• [Exercise] Going through the entries below, count each line that holds "invocations" and give only the total.

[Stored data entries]
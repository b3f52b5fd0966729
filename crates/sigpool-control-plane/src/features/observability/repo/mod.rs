use prometheus::{
    opts, Counter, CounterVec, Encoder, Gauge, Histogram, HistogramOpts, HistogramVec, Registry,
    TextEncoder,
};

pub struct ObservabilityRepository {
    registry: Registry,
    messages_received_total: Counter,
    dispatch_disposition_total: CounterVec,
    dispatch_failure_total: CounterVec,
    provision_outcome_total: CounterVec,
    live_instance_count: Gauge,
    matchmaker_latency_seconds: Histogram,
    api_request_total: CounterVec,
    api_request_latency_seconds: HistogramVec,
}

impl ObservabilityRepository {
    pub fn new() -> Result<Self, String> {
        let registry = Registry::new();

        let messages_received_total = Counter::with_opts(opts!(
            "sigpool_messages_received_total",
            "Session requests received from the queue"
        ))
        .map_err(|e| e.to_string())?;
        let dispatch_disposition_total = CounterVec::new(
            opts!(
                "sigpool_dispatch_disposition_total",
                "Session requests handled by the dispatch loop, by disposition"
            ),
            &["disposition"],
        )
        .map_err(|e| e.to_string())?;
        let dispatch_failure_total = CounterVec::new(
            opts!(
                "sigpool_dispatch_failure_total",
                "Dispatch loop invocations aborted by an error"
            ),
            &["error_code"],
        )
        .map_err(|e| e.to_string())?;
        let provision_outcome_total = CounterVec::new(
            opts!(
                "sigpool_provision_outcome_total",
                "Provisioner invocations by mode and outcome"
            ),
            &["mode", "outcome"],
        )
        .map_err(|e| e.to_string())?;
        let live_instance_count = Gauge::with_opts(opts!(
            "sigpool_live_instance_count",
            "Live signalling instances last observed by the provisioner"
        ))
        .map_err(|e| e.to_string())?;
        let matchmaker_latency_seconds = Histogram::with_opts(HistogramOpts::new(
            "sigpool_matchmaker_latency_seconds",
            "Matchmaker query latency (seconds)",
        ))
        .map_err(|e| e.to_string())?;
        let api_request_total = CounterVec::new(
            opts!("sigpool_api_request_total", "HTTP invocation request total"),
            &["endpoint", "status"],
        )
        .map_err(|e| e.to_string())?;
        let api_request_latency_seconds = HistogramVec::new(
            HistogramOpts::new(
                "sigpool_api_request_latency_seconds",
                "HTTP invocation latency (seconds)",
            ),
            &["endpoint"],
        )
        .map_err(|e| e.to_string())?;

        registry
            .register(Box::new(messages_received_total.clone()))
            .map_err(|e| e.to_string())?;
        registry
            .register(Box::new(dispatch_disposition_total.clone()))
            .map_err(|e| e.to_string())?;
        registry
            .register(Box::new(dispatch_failure_total.clone()))
            .map_err(|e| e.to_string())?;
        registry
            .register(Box::new(provision_outcome_total.clone()))
            .map_err(|e| e.to_string())?;
        registry
            .register(Box::new(live_instance_count.clone()))
            .map_err(|e| e.to_string())?;
        registry
            .register(Box::new(matchmaker_latency_seconds.clone()))
            .map_err(|e| e.to_string())?;
        registry
            .register(Box::new(api_request_total.clone()))
            .map_err(|e| e.to_string())?;
        registry
            .register(Box::new(api_request_latency_seconds.clone()))
            .map_err(|e| e.to_string())?;

        Ok(Self {
            registry,
            messages_received_total,
            dispatch_disposition_total,
            dispatch_failure_total,
            provision_outcome_total,
            live_instance_count,
            matchmaker_latency_seconds,
            api_request_total,
            api_request_latency_seconds,
        })
    }

    pub fn inc_messages_received(&self, count: usize) {
        self.messages_received_total.inc_by(count as f64);
    }

    pub fn inc_dispatch_disposition(&self, disposition: &str) {
        self.dispatch_disposition_total
            .with_label_values(&[disposition])
            .inc();
    }

    pub fn inc_dispatch_failure(&self, error_code: &str) {
        self.dispatch_failure_total
            .with_label_values(&[error_code])
            .inc();
    }

    pub fn inc_provision_outcome(&self, mode: &str, outcome: &str) {
        self.provision_outcome_total
            .with_label_values(&[mode, outcome])
            .inc();
    }

    pub fn set_live_instance_count(&self, count: f64) {
        self.live_instance_count.set(count);
    }

    pub fn observe_matchmaker_latency(&self, seconds: f64) {
        self.matchmaker_latency_seconds.observe(seconds);
    }

    pub fn observe_api_request(&self, endpoint: &str, status: &str, seconds: f64) {
        self.api_request_total
            .with_label_values(&[endpoint, status])
            .inc();
        self.api_request_latency_seconds
            .with_label_values(&[endpoint])
            .observe(seconds);
    }

    pub fn render_metrics(&self) -> Result<String, String> {
        let mut buffer = Vec::new();
        let encoder = TextEncoder::new();
        let families = self.registry.gather();
        encoder
            .encode(&families, &mut buffer)
            .map_err(|e| e.to_string())?;
        String::from_utf8(buffer).map_err(|e| e.to_string())
    }
}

• [Finished task] 2